Area schools join MCSBA in legal battle over FAIR Plan

   Avon and Caledonia-Mumford Central Schools joined 21 schools in Monroe County in a law suit filed in State Supreme Court against the Monroe County Legislature and Executive Maggie Brooks. The suit argues the legality of the county’s recently passed F.A.I.R. Plan that results in a 50 percent reduction in sales tax funding distributed to Monroe County school districts.  Six other school districts situated on the border of Monroe County, including Avon and Cal-Mum, receive sales tax funds for a small population of their students who live in Monroe County.

    Monroe County’s F.A.I.R. Plan will take back 50 percent of the sales tax revenue distributed to schools to pay for the county’s Medicaid debt. The F.A.I.R. Plan is set to take effect in January 2008, leaving schools short of funds already budgeted and approved by voters in their districts. Monroe County says increases in State Aid
to schools will offset the reduction in sales tax funds. Both Avon and Cal-Mum School Boards voted in October to join the legal battle.

   ACS Superintendent Bruce Amey said his district receives only $15,000 a year in sales tax revenue from Monroe County for students living in the Town of Rush.  Still, Amey points out, lost revenue in any amount, can mean a reduction somewhere when tough budget decisions are being made.

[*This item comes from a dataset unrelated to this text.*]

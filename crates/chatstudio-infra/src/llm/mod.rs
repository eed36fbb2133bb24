//! Inference provider implementations.

pub mod openai;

   "It’s not huge (for Avon CSD), but for other school districts, it is huge. For Maggie Brooks to suggest that no one is harmed (by her F.A.I.R. Plan), is truly a misrepresentation of the truth," Amey said.

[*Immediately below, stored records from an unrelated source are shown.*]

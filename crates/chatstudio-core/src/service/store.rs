//! Store service: validated create/list/read over projects, sessions and
//! the message log.
//!
//! Repositories only persist. This service owns the contract callers see:
//! empty names and titles are rejected, references to unknown projects or
//! sessions fail with `NotFound`, and storage failures surface as
//! `StudioError::Storage`.

use chatstudio_types::chat::{ChatMessage, MessageMetadata, MessageRole};
use chatstudio_types::error::{RepositoryError, StudioError};
use chatstudio_types::project::{Project, Session};
use tracing::{debug, info};

use crate::chat::export;
use crate::chat::repository::ChatRepository;
use crate::repository::project::ProjectRepository;

/// Validated access to the studio's persistent store.
///
/// Generic over the repository traits so that chatstudio-core never depends
/// on chatstudio-infra.
pub struct StoreService<P: ProjectRepository, C: ChatRepository> {
    project_repo: P,
    chat_repo: C,
}

impl<P: ProjectRepository, C: ChatRepository> StoreService<P, C> {
    pub fn new(project_repo: P, chat_repo: C) -> Self {
        Self {
            project_repo,
            chat_repo,
        }
    }

    // --- Projects ---

    /// Create a project. The name is trimmed and must not be empty.
    pub async fn create_project(
        &self,
        name: &str,
        description: &str,
    ) -> Result<Project, StudioError> {
        let name = name.trim();
        if name.is_empty() {
            return Err(StudioError::Validation(
                "project name cannot be empty".to_string(),
            ));
        }

        let project = self.project_repo.create(name, description).await?;
        info!(project_id = project.id, name = %project.name, "Project created");
        Ok(project)
    }

    /// All projects, in creation order.
    pub async fn list_projects(&self) -> Result<Vec<Project>, StudioError> {
        Ok(self.project_repo.list().await?)
    }

    pub async fn get_project(&self, project_id: i64) -> Result<Project, StudioError> {
        self.project_repo
            .get(project_id)
            .await?
            .ok_or_else(|| StudioError::project_not_found(project_id))
    }

    // --- Sessions ---

    /// Create a session under an existing project. The title is trimmed and
    /// must not be empty.
    pub async fn create_session(
        &self,
        project_id: i64,
        title: &str,
    ) -> Result<Session, StudioError> {
        self.get_project(project_id).await?;

        let title = title.trim();
        if title.is_empty() {
            return Err(StudioError::Validation(
                "session title cannot be empty".to_string(),
            ));
        }

        let session = self
            .chat_repo
            .create_session(project_id, title)
            .await
            .map_err(|e| match e {
                RepositoryError::NotFound => StudioError::project_not_found(project_id),
                other => other.into(),
            })?;
        info!(session_id = session.id, project_id, title = %session.title, "Session created");
        Ok(session)
    }

    /// Sessions of a project, in creation order. Unknown projects have none.
    pub async fn list_sessions(&self, project_id: i64) -> Result<Vec<Session>, StudioError> {
        Ok(self.chat_repo.list_sessions(project_id).await?)
    }

    pub async fn get_session(&self, session_id: i64) -> Result<Session, StudioError> {
        self.chat_repo
            .get_session(session_id)
            .await?
            .ok_or_else(|| StudioError::session_not_found(session_id))
    }

    // --- Messages ---

    /// Append a message to an existing session.
    pub async fn add_message(
        &self,
        session_id: i64,
        role: MessageRole,
        content: &str,
        metadata: MessageMetadata,
    ) -> Result<ChatMessage, StudioError> {
        self.get_session(session_id).await?;

        let message = self
            .chat_repo
            .append_message(session_id, role, content, &metadata)
            .await
            .map_err(|e| match e {
                RepositoryError::NotFound => StudioError::session_not_found(session_id),
                other => other.into(),
            })?;
        debug!(message_id = message.id, session_id, role = %role, "Message appended");
        Ok(message)
    }

    /// Messages of a session, oldest first. Unknown sessions have none.
    pub async fn get_messages(&self, session_id: i64) -> Result<Vec<ChatMessage>, StudioError> {
        Ok(self.chat_repo.get_messages(session_id).await?)
    }

    /// Render an existing session's history as JSON lines.
    pub async fn export_session(&self, session_id: i64) -> Result<Vec<u8>, StudioError> {
        self.get_session(session_id).await?;
        let messages = self.get_messages(session_id).await?;
        export::to_jsonl(&messages)
            .map_err(|e| StudioError::Storage(format!("failed to serialize export: {e}")))
    }
}

/// Parse a role received as text. Only the exact lowercase names
/// `system`, `user` and `assistant` are accepted.
pub fn parse_role(role: &str) -> Result<MessageRole, StudioError> {
    role.parse::<MessageRole>().map_err(StudioError::Validation)
}

#[cfg(test)]
pub(crate) mod tests {
    use super::*;
    use std::sync::Mutex;

    use chrono::Utc;

    /// In-memory repositories shared by the core tests.
    #[derive(Default)]
    pub(crate) struct MemoryRepo {
        projects: Mutex<Vec<Project>>,
        sessions: Mutex<Vec<Session>>,
        messages: Mutex<Vec<ChatMessage>>,
    }

    impl ProjectRepository for std::sync::Arc<MemoryRepo> {
        async fn create(&self, name: &str, description: &str) -> Result<Project, RepositoryError> {
            let mut projects = self.projects.lock().unwrap();
            let project = Project {
                id: projects.len() as i64 + 1,
                name: name.to_string(),
                description: description.to_string(),
                created_at: Utc::now(),
            };
            projects.push(project.clone());
            Ok(project)
        }

        async fn get(&self, id: i64) -> Result<Option<Project>, RepositoryError> {
            Ok(self.projects.lock().unwrap().iter().find(|p| p.id == id).cloned())
        }

        async fn list(&self) -> Result<Vec<Project>, RepositoryError> {
            Ok(self.projects.lock().unwrap().clone())
        }
    }

    impl ChatRepository for std::sync::Arc<MemoryRepo> {
        async fn create_session(
            &self,
            project_id: i64,
            title: &str,
        ) -> Result<Session, RepositoryError> {
            let mut sessions = self.sessions.lock().unwrap();
            let session = Session {
                id: sessions.len() as i64 + 1,
                project_id,
                title: title.to_string(),
                created_at: Utc::now(),
            };
            sessions.push(session.clone());
            Ok(session)
        }

        async fn get_session(&self, session_id: i64) -> Result<Option<Session>, RepositoryError> {
            Ok(self
                .sessions
                .lock()
                .unwrap()
                .iter()
                .find(|s| s.id == session_id)
                .cloned())
        }

        async fn list_sessions(&self, project_id: i64) -> Result<Vec<Session>, RepositoryError> {
            Ok(self
                .sessions
                .lock()
                .unwrap()
                .iter()
                .filter(|s| s.project_id == project_id)
                .cloned()
                .collect())
        }

        async fn append_message(
            &self,
            session_id: i64,
            role: MessageRole,
            content: &str,
            metadata: &MessageMetadata,
        ) -> Result<ChatMessage, RepositoryError> {
            let mut messages = self.messages.lock().unwrap();
            let message = ChatMessage {
                id: messages.len() as i64 + 1,
                session_id,
                role,
                content: content.to_string(),
                metadata: metadata.clone(),
                created_at: Utc::now(),
            };
            messages.push(message.clone());
            Ok(message)
        }

        async fn get_messages(&self, session_id: i64) -> Result<Vec<ChatMessage>, RepositoryError> {
            Ok(self
                .messages
                .lock()
                .unwrap()
                .iter()
                .filter(|m| m.session_id == session_id)
                .cloned()
                .collect())
        }
    }

    pub(crate) type MemoryStore =
        StoreService<std::sync::Arc<MemoryRepo>, std::sync::Arc<MemoryRepo>>;

    pub(crate) fn memory_store() -> MemoryStore {
        let repo = std::sync::Arc::new(MemoryRepo::default());
        StoreService::new(repo.clone(), repo)
    }

    #[tokio::test]
    async fn test_create_project_then_list() {
        let store = memory_store();
        let a = store.create_project("Sales assistant", "Upbeat").await.unwrap();
        let b = store.create_project("  Support bot  ", "").await.unwrap();

        assert_ne!(a.id, b.id);
        assert_eq!(b.name, "Support bot");

        let names: Vec<String> = store
            .list_projects()
            .await
            .unwrap()
            .into_iter()
            .map(|p| p.name)
            .collect();
        assert_eq!(names, vec!["Sales assistant", "Support bot"]);
    }

    #[tokio::test]
    async fn test_create_project_rejects_blank_name() {
        let store = memory_store();
        let err = store.create_project("   ", "desc").await.unwrap_err();
        assert!(matches!(err, StudioError::Validation(_)));
        assert!(store.list_projects().await.unwrap().is_empty());
    }

    #[tokio::test]
    async fn test_create_session_unknown_project() {
        let store = memory_store();
        let err = store.create_session(99, "Tone tests").await.unwrap_err();
        assert!(matches!(err, StudioError::NotFound { entity: "project", id: 99 }));
    }

    #[tokio::test]
    async fn test_create_session_rejects_blank_title() {
        let store = memory_store();
        let project = store.create_project("P", "").await.unwrap();
        let err = store.create_session(project.id, "").await.unwrap_err();
        assert!(matches!(err, StudioError::Validation(_)));
    }

    #[tokio::test]
    async fn test_list_sessions_scoped_to_project() {
        let store = memory_store();
        let p1 = store.create_project("P1", "").await.unwrap();
        let p2 = store.create_project("P2", "").await.unwrap();
        store.create_session(p1.id, "first").await.unwrap();
        store.create_session(p2.id, "other").await.unwrap();
        store.create_session(p1.id, "second").await.unwrap();

        let titles: Vec<String> = store
            .list_sessions(p1.id)
            .await
            .unwrap()
            .into_iter()
            .map(|s| s.title)
            .collect();
        assert_eq!(titles, vec!["first", "second"]);
    }

    #[tokio::test]
    async fn test_add_message_unknown_session() {
        let store = memory_store();
        let err = store
            .add_message(5, MessageRole::User, "hi", MessageMetadata::new())
            .await
            .unwrap_err();
        assert!(matches!(err, StudioError::NotFound { entity: "session", id: 5 }));
    }

    #[tokio::test]
    async fn test_export_session_unknown_session() {
        let store = memory_store();
        let err = store.export_session(1).await.unwrap_err();
        assert!(matches!(err, StudioError::NotFound { .. }));
    }

    #[test]
    fn test_parse_role() {
        assert_eq!(parse_role("assistant").unwrap(), MessageRole::Assistant);
        assert!(matches!(parse_role("tool"), Err(StudioError::Validation(_))));
        assert!(matches!(parse_role("Assistant"), Err(StudioError::Validation(_))));
        assert!(matches!(parse_role("SYSTEM"), Err(StudioError::Validation(_))));
    }
}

   The superintendent said he agrees that Medicaid spending and how to fund it is a problem in Monroe County. However, he disagrees with the way Brooks plans to solve the problem.

   "It’s the wrong thing to do, to take away from school districts. It’s robbing Peter to pay Paul," Amey remarked.

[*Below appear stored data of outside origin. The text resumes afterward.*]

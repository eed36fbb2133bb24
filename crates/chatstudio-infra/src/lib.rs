//! Infrastructure layer for Chatbot Studio.
//!
//! Contains implementations of the ports defined in `chatstudio-core`:
//! SQLite storage, the OpenAI Responses inference provider, credential
//! resolution, and configuration loading.

pub mod config;
pub mod llm;
pub mod secret;
pub mod sqlite;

   Avon CS has spent about $1,200 in legal fees so far. Amey said the board of education does not intend to spend a large amount of money on this lawsuit, though a definite cap on spending has not been set.

   Cal-Mum Superintendent David Dinolfo said the district annually receives about $200,000 in sales tax revenue from Monroe County for the students residing in the three towns of Riga, Wheatland and Chili. He said CM taxpayers in those three towns will be impacted by the F.A.I.R. Plan.
"The Monroe County legislators’ decision will have an impact to Cal-Mum School residents living in those three towns.  We estimate the decision will increase the tax rates to those towns by $1.05 per thousand dollars of assessed property value," Dinolfo explained.

   With the F.A.I.R. Plan taking effect on January 1, 2008, both Cal-Mum and Avon schools will be facing a shortfall in revenue in the current school year. Dinolfo, who in 1999-2000 headed a consortium of Livingston County schools in a lawsuit against the Livingston County Board of Supervisors in response to their plan to phase out sales tax revenue to schools, said there are differences between the two mactions. The main difference, he said, is that Livingston County proposed a three-year phase out of the sales tax revenue to schools, with no impact on the current year and he said, they also acknowledged the impact to schools. The lawsuit ended with a settlement that provided county funding for school resource officers, school social workers and support for the Business Education Alliance.

   As a result, Dinolfo says, relations between the county board of supervisors and school districts are strong and collaborative.  

   "This revenue reduction is going to be felt by the residents in those towns. In 1999-2000 we defended Livingston County taxpayers in the Caledonia-Mumford school district. This time, we’re defending Monroe County taxpayers"  Dinolfo explained.

   The case is scheduled to be heard in state Supreme Court in Rochester in November.